From the data underneath, reproduce exactly the stretch that begins at the line with "filename crates/mystack-controller/src/cluster/builder.rs" and ends after the line with "use super::model::*;".

Data excerpts:
==============================

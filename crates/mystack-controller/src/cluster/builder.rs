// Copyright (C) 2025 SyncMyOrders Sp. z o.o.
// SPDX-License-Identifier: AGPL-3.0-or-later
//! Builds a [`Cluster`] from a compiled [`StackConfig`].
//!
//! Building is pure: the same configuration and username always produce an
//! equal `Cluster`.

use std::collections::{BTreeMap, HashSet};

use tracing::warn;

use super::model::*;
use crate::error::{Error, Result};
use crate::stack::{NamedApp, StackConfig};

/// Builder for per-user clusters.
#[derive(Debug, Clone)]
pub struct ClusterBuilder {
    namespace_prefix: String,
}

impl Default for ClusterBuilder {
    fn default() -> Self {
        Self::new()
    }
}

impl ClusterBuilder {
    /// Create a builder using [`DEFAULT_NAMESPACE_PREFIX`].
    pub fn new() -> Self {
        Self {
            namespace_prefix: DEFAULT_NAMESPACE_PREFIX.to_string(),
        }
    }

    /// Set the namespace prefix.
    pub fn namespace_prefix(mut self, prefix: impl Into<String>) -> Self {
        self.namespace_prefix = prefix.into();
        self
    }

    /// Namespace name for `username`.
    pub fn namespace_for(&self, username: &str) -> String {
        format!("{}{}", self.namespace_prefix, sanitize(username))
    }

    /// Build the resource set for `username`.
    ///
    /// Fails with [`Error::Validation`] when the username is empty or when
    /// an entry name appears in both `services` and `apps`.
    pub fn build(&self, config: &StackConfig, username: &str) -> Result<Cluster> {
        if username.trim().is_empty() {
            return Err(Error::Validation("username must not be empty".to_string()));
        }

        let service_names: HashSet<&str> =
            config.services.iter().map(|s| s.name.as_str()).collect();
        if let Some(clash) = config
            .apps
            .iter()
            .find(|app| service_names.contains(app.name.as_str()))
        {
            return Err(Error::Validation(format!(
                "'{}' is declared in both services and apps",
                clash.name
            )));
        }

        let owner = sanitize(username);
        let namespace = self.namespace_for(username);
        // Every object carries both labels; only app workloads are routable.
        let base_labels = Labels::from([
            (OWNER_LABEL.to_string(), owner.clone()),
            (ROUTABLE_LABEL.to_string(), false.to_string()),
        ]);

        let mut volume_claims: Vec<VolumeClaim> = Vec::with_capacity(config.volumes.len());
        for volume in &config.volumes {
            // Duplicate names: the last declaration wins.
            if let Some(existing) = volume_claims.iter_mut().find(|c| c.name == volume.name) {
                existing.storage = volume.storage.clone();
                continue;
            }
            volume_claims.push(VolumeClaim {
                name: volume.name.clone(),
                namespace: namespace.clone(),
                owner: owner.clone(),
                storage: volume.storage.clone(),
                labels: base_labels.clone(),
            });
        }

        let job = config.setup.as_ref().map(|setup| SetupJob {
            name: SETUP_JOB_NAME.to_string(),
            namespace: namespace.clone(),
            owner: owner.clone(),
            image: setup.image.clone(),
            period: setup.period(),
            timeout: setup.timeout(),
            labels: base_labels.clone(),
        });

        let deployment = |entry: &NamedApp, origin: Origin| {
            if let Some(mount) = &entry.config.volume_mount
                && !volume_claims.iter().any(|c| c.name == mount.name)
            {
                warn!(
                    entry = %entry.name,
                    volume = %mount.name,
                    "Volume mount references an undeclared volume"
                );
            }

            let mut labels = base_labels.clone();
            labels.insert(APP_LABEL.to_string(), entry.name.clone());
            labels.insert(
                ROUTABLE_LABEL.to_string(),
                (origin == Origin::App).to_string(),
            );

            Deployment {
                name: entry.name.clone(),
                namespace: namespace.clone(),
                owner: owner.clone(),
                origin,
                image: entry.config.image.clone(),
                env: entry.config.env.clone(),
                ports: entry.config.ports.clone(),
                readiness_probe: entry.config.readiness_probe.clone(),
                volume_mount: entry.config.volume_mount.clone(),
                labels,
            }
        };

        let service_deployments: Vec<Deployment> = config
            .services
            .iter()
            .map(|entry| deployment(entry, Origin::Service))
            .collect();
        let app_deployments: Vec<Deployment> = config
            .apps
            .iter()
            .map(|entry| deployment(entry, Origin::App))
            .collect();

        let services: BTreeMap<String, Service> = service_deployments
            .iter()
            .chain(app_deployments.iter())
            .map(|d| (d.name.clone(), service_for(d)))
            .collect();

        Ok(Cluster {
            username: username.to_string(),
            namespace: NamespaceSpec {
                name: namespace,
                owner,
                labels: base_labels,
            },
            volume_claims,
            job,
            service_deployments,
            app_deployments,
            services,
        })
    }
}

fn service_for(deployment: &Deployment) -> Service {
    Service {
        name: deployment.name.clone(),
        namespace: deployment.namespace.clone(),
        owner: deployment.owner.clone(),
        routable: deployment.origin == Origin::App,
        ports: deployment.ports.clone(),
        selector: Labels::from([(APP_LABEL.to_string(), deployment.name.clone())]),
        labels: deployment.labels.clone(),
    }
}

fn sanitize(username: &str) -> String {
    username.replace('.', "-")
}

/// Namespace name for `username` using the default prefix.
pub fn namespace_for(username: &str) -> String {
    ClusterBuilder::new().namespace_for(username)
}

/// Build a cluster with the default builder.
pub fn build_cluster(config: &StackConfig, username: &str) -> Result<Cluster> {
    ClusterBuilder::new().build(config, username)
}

==============================

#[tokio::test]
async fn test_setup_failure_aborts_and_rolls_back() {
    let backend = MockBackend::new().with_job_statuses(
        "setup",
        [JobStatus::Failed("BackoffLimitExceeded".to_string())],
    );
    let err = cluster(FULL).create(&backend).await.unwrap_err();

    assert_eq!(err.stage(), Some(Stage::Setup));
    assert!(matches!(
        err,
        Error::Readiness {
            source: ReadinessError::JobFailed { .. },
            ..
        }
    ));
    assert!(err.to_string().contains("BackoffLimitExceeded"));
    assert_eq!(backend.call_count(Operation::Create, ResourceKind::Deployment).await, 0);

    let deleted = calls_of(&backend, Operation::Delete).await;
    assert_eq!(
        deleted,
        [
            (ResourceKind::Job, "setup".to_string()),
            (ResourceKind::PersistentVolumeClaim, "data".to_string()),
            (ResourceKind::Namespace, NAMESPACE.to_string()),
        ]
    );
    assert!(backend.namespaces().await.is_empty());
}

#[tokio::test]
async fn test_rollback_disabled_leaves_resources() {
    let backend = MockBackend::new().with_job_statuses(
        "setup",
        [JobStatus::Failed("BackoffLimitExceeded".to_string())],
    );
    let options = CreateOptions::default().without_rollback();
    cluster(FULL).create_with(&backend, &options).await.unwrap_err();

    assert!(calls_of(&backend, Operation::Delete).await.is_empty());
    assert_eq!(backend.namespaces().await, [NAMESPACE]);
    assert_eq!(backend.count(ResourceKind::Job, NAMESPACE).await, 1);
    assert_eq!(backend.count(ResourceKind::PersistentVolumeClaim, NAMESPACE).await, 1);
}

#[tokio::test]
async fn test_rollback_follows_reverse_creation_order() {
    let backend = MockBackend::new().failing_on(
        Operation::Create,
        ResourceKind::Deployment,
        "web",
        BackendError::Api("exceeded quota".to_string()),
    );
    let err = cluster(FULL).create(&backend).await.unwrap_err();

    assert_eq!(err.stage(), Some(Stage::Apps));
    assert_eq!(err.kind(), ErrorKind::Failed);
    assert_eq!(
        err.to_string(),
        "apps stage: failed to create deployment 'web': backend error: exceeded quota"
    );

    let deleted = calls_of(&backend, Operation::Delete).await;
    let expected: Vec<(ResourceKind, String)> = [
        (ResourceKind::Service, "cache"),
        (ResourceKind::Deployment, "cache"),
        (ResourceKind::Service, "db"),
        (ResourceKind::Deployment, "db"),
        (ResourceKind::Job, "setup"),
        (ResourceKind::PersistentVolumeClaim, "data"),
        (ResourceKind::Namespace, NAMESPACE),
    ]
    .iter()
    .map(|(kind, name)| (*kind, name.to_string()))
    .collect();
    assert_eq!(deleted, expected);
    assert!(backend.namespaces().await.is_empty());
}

==============================

Answer below:
filename crates/mystack-controller/src/cluster/builder.rs
// Copyright (C) 2025 SyncMyOrders Sp. z o.o.
// SPDX-License-Identifier: AGPL-3.0-or-later
//! Builds a [`Cluster`] from a compiled [`StackConfig`].
//!
//! Building is pure: the same configuration and username always produce an
//! equal `Cluster`.

use std::collections::{BTreeMap, HashSet};

use tracing::warn;

use super::model::*;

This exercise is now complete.